> _DATASET EXTRACT_:
//! Cosmo API - REST server for the knowledge explorer
//!
//! Exposes sessions, document/URL exploration, chat and graph rendering
//! over HTTP. The OpenAPI document is served at `/api-docs/openapi.json`.

pub mod error;
pub mod handlers;
pub mod middleware;
pub mod routes;
pub mod state;

use std::sync::Arc;
use std::time::Duration;

use axum::{extract::DefaultBodyLimit, http::HeaderValue, routing::get, Json, Router};
use tower_http::cors::{AllowOrigin, Any, CorsLayer};
use tower_http::timeout::TimeoutLayer;
use tower_http::trace::TraceLayer;
use utoipa::OpenApi;

use crate::handlers::{chat, explore, graph, health, sessions};
use crate::state::AppState;
use cosmo_core::config::ServerConfig;

/// OpenAPI document
#[derive(OpenApi)]
#[openapi(
    info(
        title = "Cosmo Knowledge Explorer API",
        description = "Entity and relation extraction, knowledge graphs and chat over MOSDAC content"
    ),
    paths(
        health::health_check,
        health::readiness_check,
        health::metrics,
        sessions::create_session,
        sessions::delete_session,
        explore::explore_upload,
        explore::explore_url,
        chat::send_message,
        chat::get_history,
        chat::clear_history,
        graph::render_graph,
    ),
    components(schemas(
        error::ApiError,
        health::HealthResponse,
        health::ReadinessResponse,
        health::ReadinessChecks,
        health::MetricsResponse,
        sessions::SessionResponse,
        explore::UploadRequest,
        explore::UrlRequest,
        explore::ExplorationResponse,
        handlers::PairDto,
        handlers::TripleDto,
        handlers::MessageDto,
        chat::ChatModeDto,
        chat::ChatMessageRequest,
        chat::ChatResponse,
        chat::HistoryResponse,
        graph::RenderRequest,
    )),
    tags(
        (name = "health", description = "Liveness, readiness and metrics"),
        (name = "sessions", description = "Per-user conversation and extraction state"),
        (name = "explore", description = "Knowledge extraction from uploads and web pages"),
        (name = "chat", description = "Knowledge base questions, web search and URL analysis"),
        (name = "graph", description = "Knowledge graph rendering"),
    )
)]
pub struct ApiDoc;

async fn openapi_json() -> Json<utoipa::openapi::OpenApi> {
    Json(ApiDoc::openapi())
}

/// Build the application router
pub fn create_router(state: Arc<AppState>) -> Router {
    let server = state.config.server.clone();

    Router::new()
        .route("/health", get(health::health_check))
        .route("/ready", get(health::readiness_check))
        .route("/metrics", get(health::metrics))
        .route("/api-docs/openapi.json", get(openapi_json))
        .nest("/api/v1", routes::api_routes())
        .layer(axum::middleware::from_fn_with_state(
            state.clone(),
            middleware::track_requests,
        ))
        .layer(DefaultBodyLimit::max(server.max_body_size))
        .layer(TimeoutLayer::new(Duration::from_secs(
            server.request_timeout_secs,
        )))
        .layer(cors_layer(&server))
        .layer(TraceLayer::new_for_http())
        .with_state(state)
}

/// CORS policy from config: no CORS headers when disabled, any origin when
/// no origins are listed
fn cors_layer(server: &ServerConfig) -> CorsLayer {
    if !server.cors_enabled {
        return CorsLayer::new();
    }

    let origin = if server.cors_origins.is_empty() {
        AllowOrigin::any()
    } else {
        let origins: Vec<HeaderValue> = server
            .cors_origins
            .iter()
            .filter_map(|o| o.parse().ok())
            .collect();
        AllowOrigin::list(origins)
    };

    CorsLayer::new()
        .allow_origin(origin)
        .allow_methods(Any)
        .allow_headers(Any)
}

/// Router over default configuration, for integration tests
#[cfg(any(test, feature = "test-utils"))]
pub fn create_router_for_testing() -> Router {
    let state = AppState::new(cosmo_core::AppConfig::default())
        .expect("default configuration is valid");
    create_router(Arc::new(state))
}
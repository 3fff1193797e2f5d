//! Knowledge base query matching
//!
//! A triple matches when its subject, predicate or object occurs inside the
//! query, compared case-insensitively.

use cosmo_core::Triple;

use crate::session::ExtractionCache;

/// Matches shown in one reply
pub const MAX_SHOWN_MATCHES: usize = 5;

pub const NO_KNOWLEDGE_REPLY: &str =
    "Please first explore some data (upload a file or fetch a URL) before asking questions!";

pub const NO_MATCHES_REPLY: &str = "No direct matches found in the current knowledge base. \
Try exploring different sources or rephrasing your query.";

/// Result of matching a query against the cache
#[derive(Debug, Clone, PartialEq, Eq)]
pub enum QueryOutcome {
    /// Nothing has been extracted yet
    NoKnowledge,
    NoMatches,
    /// Matching triples in cache order
    Matches(Vec<Triple>),
}

impl QueryOutcome {
    /// Assistant reply text
    pub fn to_reply(&self) -> String {
        match self {
            Self::NoKnowledge => NO_KNOWLEDGE_REPLY.to_string(),
            Self::NoMatches => NO_MATCHES_REPLY.to_string(),
            Self::Matches(triples) => {
                let shown = triples
                    .iter()
                    .take(MAX_SHOWN_MATCHES)
                    .map(|t| t.to_string())
                    .collect::<Vec<_>>()
                    .join("\n");

                let mut reply = format!("Found {} connections:\n\n{shown}", triples.len());
                if triples.len() > MAX_SHOWN_MATCHES {
                    reply.push_str(&format!(
                        "\n\n...and {} more connections",
                        triples.len() - MAX_SHOWN_MATCHES
                    ));
                }
                reply
            }
        }
    }
}

pub fn match_query(query: &str, cache: &ExtractionCache) -> QueryOutcome {
    if cache.is_empty() {
        return QueryOutcome::NoKnowledge;
    }

    let matches: Vec<Triple> = cache
        .triples()
        .iter()
        .filter(|t| t.mentioned_in(query))
        .cloned()
        .collect();

    if matches.is_empty() {
        QueryOutcome::NoMatches
    } else {
        QueryOutcome::Matches(matches)
    }
}

#[cfg(test)]
mod tests {
    use super::*;
    use indexmap::IndexSet;

    fn cache(triples: &[Triple]) -> ExtractionCache {
        let mut cache = ExtractionCache::default();
        cache.replace(triples.iter().cloned().collect::<IndexSet<_>>());
        cache
    }

    #[test]
    fn test_matches_subject_in_query() {
        let cache = cache(&[
            Triple::new("ISRO", "launched", "Oceansat"),
            Triple::new("NASA", "monitors", "climate"),
        ]);

        assert_eq!(
            match_query("Tell me about ISRO", &cache),
            QueryOutcome::Matches(vec![Triple::new("ISRO", "launched", "Oceansat")])
        );
    }

    #[test]
    fn test_field_must_be_inside_query() {
        let cache = cache(&[Triple::new("Bay of Bengal", "border", "region")]);
        // The query is shorter than the subject: no match
        assert_eq!(match_query("bengal", &cache), QueryOutcome::NoMatches);
    }

    #[test]
    fn test_empty_cache() {
        let outcome = match_query("anything", &ExtractionCache::default());
        assert_eq!(outcome, QueryOutcome::NoKnowledge);
        assert_eq!(outcome.to_reply(), NO_KNOWLEDGE_REPLY);
    }

    #[test]
    fn test_reply_format() {
        let outcome = QueryOutcome::Matches(vec![Triple::new("ISRO", "launch", "Oceansat")]);
        assert_eq!(outcome.to_reply(), "Found 1 connections:\n\nISRO — launch → Oceansat");
    }

    #[test]
    fn test_reply_caps_at_five() {
        let triples: Vec<Triple> = (0..7)
            .map(|i| Triple::new("ISRO", "launch", format!("Satellite {i}")))
            .collect();
        let reply = match_query("isro", &cache(&triples)).to_reply();

        assert!(reply.starts_with("Found 7 connections:"));
        assert!(reply.contains("Satellite 4"));
        assert!(!reply.contains("Satellite 5"));
        assert!(reply.ends_with("...and 2 more connections"));
    }
}
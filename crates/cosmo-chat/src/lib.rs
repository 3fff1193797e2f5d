//! Cosmo Chat - Exploration and conversation layer
//!
//! Everything a front end needs on top of the extraction pipeline:
//! - `Session`: conversation log and extraction cache of one user
//! - `Explorer`: text or URL in, metrics, relations and SVG graph out
//! - `match_query`: keyword lookup over cached triples
//! - `Assistant`: chat dispatch across knowledge base, web search and URL analysis
//!
//! Author: hephaex@gmail.com

pub mod assistant;
pub mod explorer;
pub mod matcher;
pub mod session;

pub use assistant::{Assistant, ChatMode, ChatRequest};
pub use explorer::{Exploration, Explorer};
pub use matcher::{match_query, QueryOutcome};
pub use session::{ConversationLog, ExtractionCache, Session};
//! API route definitions
//!
//! Author: hephaex@gmail.com

use crate::handlers::{chat, explore, graph, sessions};
use crate::state::AppState;
use axum::{
    routing::{delete, post},
    Router,
};
use std::sync::Arc;

/// Create API v1 routes
pub fn api_routes() -> Router<Arc<AppState>> {
    Router::new()
        // Session endpoints
        .route("/sessions", post(sessions::create_session))
        .route("/sessions/:id", delete(sessions::delete_session))
        // Exploration endpoints
        .route("/sessions/:id/explore/upload", post(explore::explore_upload))
        .route("/sessions/:id/explore/url", post(explore::explore_url))
        // Chat endpoints
        .route(
            "/sessions/:id/chat",
            post(chat::send_message)
                .get(chat::get_history)
                .delete(chat::clear_history),
        )
        // Graph endpoints
        .route("/graph/render", post(graph::render_graph))
}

> _TO DO_:
Could you find each line in the entries that contains the string "rendering" and copy it?

> _ANSWER BELOW_:
//! Exposes sessions, document/URL exploration, chat and graph rendering
        (name = "graph", description = "Knowledge graph rendering"),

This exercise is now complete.